● **EXERCISE OBJECTIVE**: Pull every line that holds the word "NotInLocation" from the entries.

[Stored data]
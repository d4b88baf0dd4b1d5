//! Per-call deadline for store round trips.

use std::future::Future;
use std::time::Duration;

use tracing::warn;

use crate::error::DomainError;

/// Bounds every store call an adapter makes.
///
/// A call that runs past the deadline fails with
/// `DomainError::StoreConnection`. Nothing is rolled back: earlier writes of
/// the same operation stay committed.
#[derive(Debug, Clone, Copy)]
pub struct StoreDeadline {
    limit: Duration,
}

impl StoreDeadline {
    /// Deadline of `limit` per call.
    #[must_use]
    pub fn new(limit: Duration) -> Self {
        Self { limit }
    }

    /// Runs `call`, named `op` for logs, within the deadline.
    ///
    /// # Errors
    ///
    /// Returns the call's own error, or `StoreConnection` on timeout.
    pub async fn run<T, F>(&self, op: &'static str, call: F) -> Result<T, DomainError>
    where
        F: Future<Output = Result<T, DomainError>>,
    {
        if let Ok(result) = tokio::time::timeout(self.limit, call).await {
            result
        } else {
            let limit_ms = self.limit.as_millis();
            warn!(op, limit_ms, "store call exceeded deadline");
            Err(DomainError::StoreConnection(format!(
                "{op} exceeded {limit_ms}ms deadline"
            )))
        }
    }
}

impl Default for StoreDeadline {
    fn default() -> Self {
        Self::new(Duration::from_secs(2))
    }
}
//! Wall-clock seam.
//!
//! Row timestamps and auth token expiry both read the time through this
//! trait so tests can pin it.

use chrono::{DateTime, Duration, Utc};

use crate::error::DomainError;

/// Source of the current time.
pub trait Clock: Send + Sync {
    /// Returns the current time.
    fn now(&self) -> DateTime<Utc>;

    /// Returns the instant `ttl` from now.
    ///
    /// # Errors
    ///
    /// Returns `DomainError::Internal` if the instant is not representable.
    fn after(&self, ttl: Duration) -> Result<DateTime<Utc>, DomainError> {
        self.now()
            .checked_add_signed(ttl)
            .ok_or_else(|| DomainError::Internal(format!("{ttl} from now is out of range")))
    }
}

/// Clock backed by the operating system.
#[derive(Debug, Clone, Copy, Default)]
pub struct SystemClock;

impl Clock for SystemClock {
    fn now(&self) -> DateTime<Utc> {
        Utc::now()
    }
}
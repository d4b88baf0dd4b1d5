//! Command handlers for the Players context.
//!
//! Each handler validates its command, takes the identity locks for every
//! player and location it will touch, then performs its store writes in a
//! fixed order. The writes are not atomic as a whole: a failure part way
//! through surfaces as an error and leaves earlier writes in place.

use tracing::{info, warn};
use wayfarer_core::clock::Clock;
use wayfarer_core::command::Command;
use wayfarer_core::ephemeral::{EphemeralStore, PositionLedger};
use wayfarer_core::error::{DomainError, EntityKind};
use wayfarer_core::lock::{IdentityLocks, LockKey};
use wayfarer_core::model::PlayerRecord;
use wayfarer_core::position::{PlayerPosition, Position};
use wayfarer_core::repository::{LocationRepository, PlayerRepository};

use crate::application::locking::lock_player_in_place;
use crate::domain::commands::{AuthPlayer, CreatePlayer, DeletePlayer, Move, Travel, UpdatePlayer};
use crate::domain::credentials::{AuthSettings, AuthToken, hash_password, verify_password};
use crate::domain::player::PlayerView;

pub(crate) fn require(field: &str, value: &str) -> Result<(), DomainError> {
    if value.trim().is_empty() {
        return Err(DomainError::Validation(format!("{field} must not be empty")));
    }
    Ok(())
}

/// Handles the `CreatePlayer` command: checks the username is free, hashes
/// the password and inserts the row.
///
/// # Errors
///
/// Returns `DomainError::Validation` for an empty username or password,
/// `DomainError::DuplicateIdentity` if the username is taken, and store or
/// hashing errors as they occur.
pub async fn handle_create_player(
    command: &CreatePlayer,
    clock: &dyn Clock,
    players: &dyn PlayerRepository,
    locks: &IdentityLocks,
) -> Result<PlayerView, DomainError> {
    require("username", &command.username)?;
    require("password", &command.password)?;

    let _guard = locks.acquire([LockKey::player(&command.username)]).await?;

    if players.count_players(&command.username).await? != 0 {
        warn!(
            correlation_id = %command.correlation_id(),
            username = %command.username,
            "attempt to create a duplicate player"
        );
        return Err(DomainError::DuplicateIdentity {
            entity: EntityKind::Player,
            id: command.username.clone(),
        });
    }

    let now = clock.now();
    let record = PlayerRecord {
        username: command.username.clone(),
        password_hash: hash_password(&command.password)?,
        created_at: now,
        updated_at: now,
    };
    players.insert_player(&record).await?;

    info!(
        correlation_id = %command.correlation_id(),
        username = %record.username,
        "player created"
    );
    Ok(PlayerView::from_record(record, None))
}

/// Handles the `AuthPlayer` command: checks the password and issues a token.
///
/// # Errors
///
/// Returns `DomainError::NotFound` for an unknown username,
/// `DomainError::AuthFailure` for a wrong password, and
/// `DomainError::Internal` if the token expiry is out of range.
pub async fn handle_auth_player(
    command: &AuthPlayer,
    clock: &dyn Clock,
    players: &dyn PlayerRepository,
    settings: &AuthSettings,
) -> Result<AuthToken, DomainError> {
    let record = players
        .find_player(&command.username)
        .await?
        .ok_or_else(|| DomainError::player_not_found(&command.username))?;

    if !verify_password(&command.password, &record.password_hash) {
        warn!(
            correlation_id = %command.correlation_id(),
            username = %command.username,
            "failed player login"
        );
        return Err(DomainError::AuthFailure);
    }

    AuthToken::issue(&record.username, settings, clock)
}

/// Handles the `UpdatePlayer` command: replaces the password.
///
/// # Errors
///
/// Returns `DomainError::Unimplemented` for a username change,
/// `DomainError::Validation` when no new password is given and
/// `DomainError::NotFound` for an unknown player.
pub async fn handle_update_player(
    command: &UpdatePlayer,
    clock: &dyn Clock,
    players: &dyn PlayerRepository,
    store: &dyn EphemeralStore,
    locks: &IdentityLocks,
) -> Result<PlayerView, DomainError> {
    if command
        .new_username
        .as_ref()
        .is_some_and(|name| *name != command.username)
    {
        // The username keys the position and every membership entry.
        return Err(DomainError::Unimplemented("renaming a player"));
    }
    let password = command.password.as_deref().unwrap_or_default();
    require("password", password)?;

    let _guard = locks.acquire([LockKey::player(&command.username)]).await?;

    let hash = hash_password(password)?;
    let record = players
        .update_password(&command.username, &hash, clock.now())
        .await?
        .ok_or_else(|| DomainError::player_not_found(&command.username))?;

    let position = PositionLedger::new(store)
        .position_of(&command.username)
        .await?;

    info!(
        correlation_id = %command.correlation_id(),
        username = %command.username,
        "player password changed"
    );
    Ok(PlayerView::from_record(record, position))
}

/// Handles the `DeletePlayer` command: deletes the row, then the player's
/// position and their entry in that location's membership set.
///
/// # Errors
///
/// Returns `DomainError::NotFound` if no row was deleted, and store errors
/// as they occur.
pub async fn handle_delete_player(
    command: &DeletePlayer,
    players: &dyn PlayerRepository,
    store: &dyn EphemeralStore,
    locks: &IdentityLocks,
) -> Result<(), DomainError> {
    let ledger = PositionLedger::new(store);
    let (_guard, current) = lock_player_in_place(locks, &ledger, &command.username, None).await?;

    if players.delete_player(&command.username).await? == 0 {
        warn!(
            correlation_id = %command.correlation_id(),
            username = %command.username,
            "cannot delete nonexistent player"
        );
        return Err(DomainError::player_not_found(&command.username));
    }

    if let Some(position) = current {
        ledger.clear(&command.username).await?;
        ledger
            .leave(&PlayerPosition::new(&command.username, position))
            .await?;
    }

    info!(
        correlation_id = %command.correlation_id(),
        username = %command.username,
        "player deleted"
    );
    Ok(())
}

/// Handles the `Travel` command: moves the player to the origin of the
/// destination location.
///
/// Steps: leave the old location's membership set, overwrite the position
/// with a fresh expiry, join the new location's set.
///
/// # Errors
///
/// Returns `DomainError::NotFound` if the player or the destination does
/// not exist, and store errors as they occur.
pub async fn handle_travel(
    command: &Travel,
    players: &dyn PlayerRepository,
    locations: &dyn LocationRepository,
    store: &dyn EphemeralStore,
    locks: &IdentityLocks,
) -> Result<Position, DomainError> {
    require("location", &command.destination)?;

    let ledger = PositionLedger::new(store);
    let (_guard, current) = lock_player_in_place(
        locks,
        &ledger,
        &command.username,
        Some(LockKey::location(&command.destination)),
    )
    .await?;

    if players.count_players(&command.username).await? == 0 {
        return Err(DomainError::player_not_found(&command.username));
    }
    if locations.count_locations(&command.destination).await? == 0 {
        return Err(DomainError::location_not_found(&command.destination));
    }

    if let Some(previous) = current {
        ledger
            .leave(&PlayerPosition::new(&command.username, previous))
            .await?;
    }

    let position = Position::at_origin(&command.destination);
    ledger.place(&command.username, &position).await?;
    ledger
        .join(&PlayerPosition::new(&command.username, position.clone()))
        .await?;

    info!(
        correlation_id = %command.correlation_id(),
        username = %command.username,
        location = %command.destination,
        "player travelled"
    );
    Ok(position)
}

/// Handles the `Move` command: changes the player's offset within their
/// current location.
///
/// # Errors
///
/// Returns `DomainError::NotInLocation` if the player has no live position,
/// and store errors as they occur.
pub async fn handle_move(
    command: &Move,
    store: &dyn EphemeralStore,
    locks: &IdentityLocks,
) -> Result<(), DomainError> {
    let ledger = PositionLedger::new(store);
    let (_guard, current) = lock_player_in_place(locks, &ledger, &command.username, None).await?;

    let Some(previous) = current else {
        return Err(DomainError::NotInLocation(command.username.clone()));
    };

    let moved = Position {
        x: command.x,
        y: command.y,
        ..previous.clone()
    };

    ledger
        .leave(&PlayerPosition::new(&command.username, previous))
        .await?;
    ledger.place(&command.username, &moved).await?;
    ledger
        .join(&PlayerPosition::new(&command.username, moved))
        .await?;

    info!(
        correlation_id = %command.correlation_id(),
        username = %command.username,
        x = command.x,
        y = command.y,
        "player moved"
    );
    Ok(())
}
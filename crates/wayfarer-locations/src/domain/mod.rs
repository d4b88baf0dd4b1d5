//! Domain layer for the Locations context.

pub mod cascade;
pub mod commands;
//! Application layer for the Players context.

pub mod command_handlers;
mod locking;
pub mod query_handlers;
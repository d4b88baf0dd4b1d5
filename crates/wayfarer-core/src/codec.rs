//! Flat string tokens for ephemeral values.
//!
//! A token is a run of length-prefixed fields, each written as
//! `<byte length>:<bytes>`. `{town, 3, 4}` becomes `4:town1:31:4`. Because
//! every field carries its own length, identity strings may contain any
//! character, including the `:` separator.
//!
//! Encoding is canonical: lengths have no leading zeros and integers are
//! written in their shortest decimal form. Decoding rejects anything else,
//! so a decoded token always re-encodes to the same bytes. Membership
//! removal relies on that, as it matches tokens exactly.

use std::fmt::Write as _;

use thiserror::Error;

use crate::error::DomainError;

/// Separator between a field's length and its bytes.
pub const LENGTH_DELIMITER: char = ':';

/// Reasons a token fails to decode.
#[derive(Debug, Clone, PartialEq, Eq, Error)]
pub enum CodecError {
    /// A length prefix is missing, empty, non-numeric or zero-padded.
    #[error("malformed field length at byte {offset}")]
    MalformedLength {
        /// Byte offset of the field within the token.
        offset: usize,
    },

    /// A field claims more bytes than remain in the token, or splits a
    /// UTF-8 sequence.
    #[error("field at byte {offset} overruns the token")]
    Truncated {
        /// Byte offset of the field within the token.
        offset: usize,
    },

    /// The token holds the wrong number of fields.
    #[error("expected {expected} fields, found {found}")]
    FieldCount {
        /// Fields the tuple needs.
        expected: usize,
        /// Fields the token held.
        found: usize,
    },

    /// A numeric field is not a canonical `i32`.
    #[error("field `{field}` is not an integer: {value:?}")]
    NotAnInteger {
        /// Name of the offending field.
        field: &'static str,
        /// Raw field contents.
        value: String,
    },
}

impl From<CodecError> for DomainError {
    fn from(err: CodecError) -> Self {
        Self::Internal(format!("undecodable ephemeral value: {err}"))
    }
}

/// Builds a token one field at a time.
#[derive(Debug, Default)]
pub struct TokenWriter {
    buf: String,
}

impl TokenWriter {
    /// Starts an empty token.
    #[must_use]
    pub fn new() -> Self {
        Self::default()
    }

    /// Appends a string field.
    #[must_use]
    pub fn text(mut self, value: &str) -> Self {
        // Writing into a String cannot fail.
        let _ = write!(self.buf, "{}{LENGTH_DELIMITER}{value}", value.len());
        self
    }

    /// Appends an integer field.
    #[must_use]
    pub fn int(self, value: i32) -> Self {
        self.text(&value.to_string())
    }

    /// Returns the finished token.
    #[must_use]
    pub fn finish(self) -> String {
        self.buf
    }
}

/// Splits `token` into exactly `N` fields.
///
/// # Errors
///
/// Returns a `CodecError` if any field is malformed or the field count is
/// not `N`.
pub fn split_fields<const N: usize>(token: &str) -> Result<[&str; N], CodecError> {
    let mut fields = Vec::with_capacity(N);
    let mut offset = 0;

    while offset < token.len() {
        let rest = &token[offset..];
        let Some(colon) = rest.find(LENGTH_DELIMITER) else {
            return Err(CodecError::MalformedLength { offset });
        };

        let digits = &rest[..colon];
        let canonical = !digits.is_empty()
            && digits.bytes().all(|b| b.is_ascii_digit())
            && (digits == "0" || !digits.starts_with('0'));
        if !canonical {
            return Err(CodecError::MalformedLength { offset });
        }
        let len: usize = digits
            .parse()
            .map_err(|_| CodecError::MalformedLength { offset })?;

        let start = colon + 1;
        let field = start
            .checked_add(len)
            .and_then(|end| rest.get(start..end))
            .ok_or(CodecError::Truncated { offset })?;

        fields.push(field);
        offset += start + len;
    }

    let found = fields.len();
    <[&str; N]>::try_from(fields).map_err(|_| CodecError::FieldCount { expected: N, found })
}

/// Parses a numeric field, accepting only the canonical decimal form.
///
/// # Errors
///
/// Returns `CodecError::NotAnInteger` if `value` is not an `i32` written the
/// way [`TokenWriter::int`] writes it.
pub fn parse_int(field: &'static str, value: &str) -> Result<i32, CodecError> {
    match value.parse::<i32>() {
        Ok(n) if n.to_string() == value => Ok(n),
        _ => Err(CodecError::NotAnInteger {
            field,
            value: value.to_owned(),
        }),
    }
}

#[cfg(test)]
mod tests {
    use super::*;

    #[test]
    fn test_writer_prefixes_each_field_with_its_byte_length() {
        let token = TokenWriter::new().text("town").int(3).int(-42).finish();
        assert_eq!(token, "4:town1:33:-42");
    }

    #[test]
    fn test_empty_string_field_is_zero_length() {
        let token = TokenWriter::new().text("").int(0).finish();
        assert_eq!(token, "0:1:0");
        let [a, b] = split_fields::<2>(&token).unwrap();
        assert_eq!(a, "");
        assert_eq!(b, "0");
    }

    #[test]
    fn test_split_handles_delimiter_inside_field() {
        let token = TokenWriter::new().text("a:b:c").int(1).finish();
        let [name, n] = split_fields::<2>(&token).unwrap();
        assert_eq!(name, "a:b:c");
        assert_eq!(n, "1");
    }

    #[test]
    fn test_split_counts_bytes_not_chars() {
        let token = TokenWriter::new().text("café").finish();
        assert_eq!(token, "5:café");
        let [name] = split_fields::<1>(&token).unwrap();
        assert_eq!(name, "café");
    }

    #[test]
    fn test_split_rejects_wrong_field_count() {
        let token = TokenWriter::new().text("town").int(1).finish();
        assert_eq!(
            split_fields::<3>(&token),
            Err(CodecError::FieldCount {
                expected: 3,
                found: 2
            })
        );
    }

    #[test]
    fn test_split_rejects_legacy_colon_joined_token() {
        let result = split_fields::<3>("town:0:0");
        assert_eq!(result, Err(CodecError::MalformedLength { offset: 0 }));
    }

    #[test]
    fn test_split_rejects_zero_padded_length() {
        assert_eq!(
            split_fields::<1>("04:town"),
            Err(CodecError::MalformedLength { offset: 0 })
        );
    }

    #[test]
    fn test_split_rejects_overrun() {
        assert_eq!(
            split_fields::<2>("4:town9:1"),
            Err(CodecError::Truncated { offset: 6 })
        );
    }

    #[test]
    fn test_split_rejects_length_splitting_a_char() {
        assert_eq!(
            split_fields::<1>("4:café"),
            Err(CodecError::Truncated { offset: 0 })
        );
    }

    #[test]
    fn test_parse_int_rejects_non_canonical_forms() {
        assert_eq!(parse_int("x", "-7"), Ok(-7));
        assert!(parse_int("x", "+7").is_err());
        assert!(parse_int("x", "07").is_err());
        assert!(parse_int("x", "seven").is_err());
        assert!(parse_int("x", "99999999999").is_err());
    }
}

● **SOLUTION TO THE EXERCISE**:
/// Returns `DomainError::NotInLocation` if the player has no live position,
        return Err(DomainError::NotInLocation(command.username.clone()));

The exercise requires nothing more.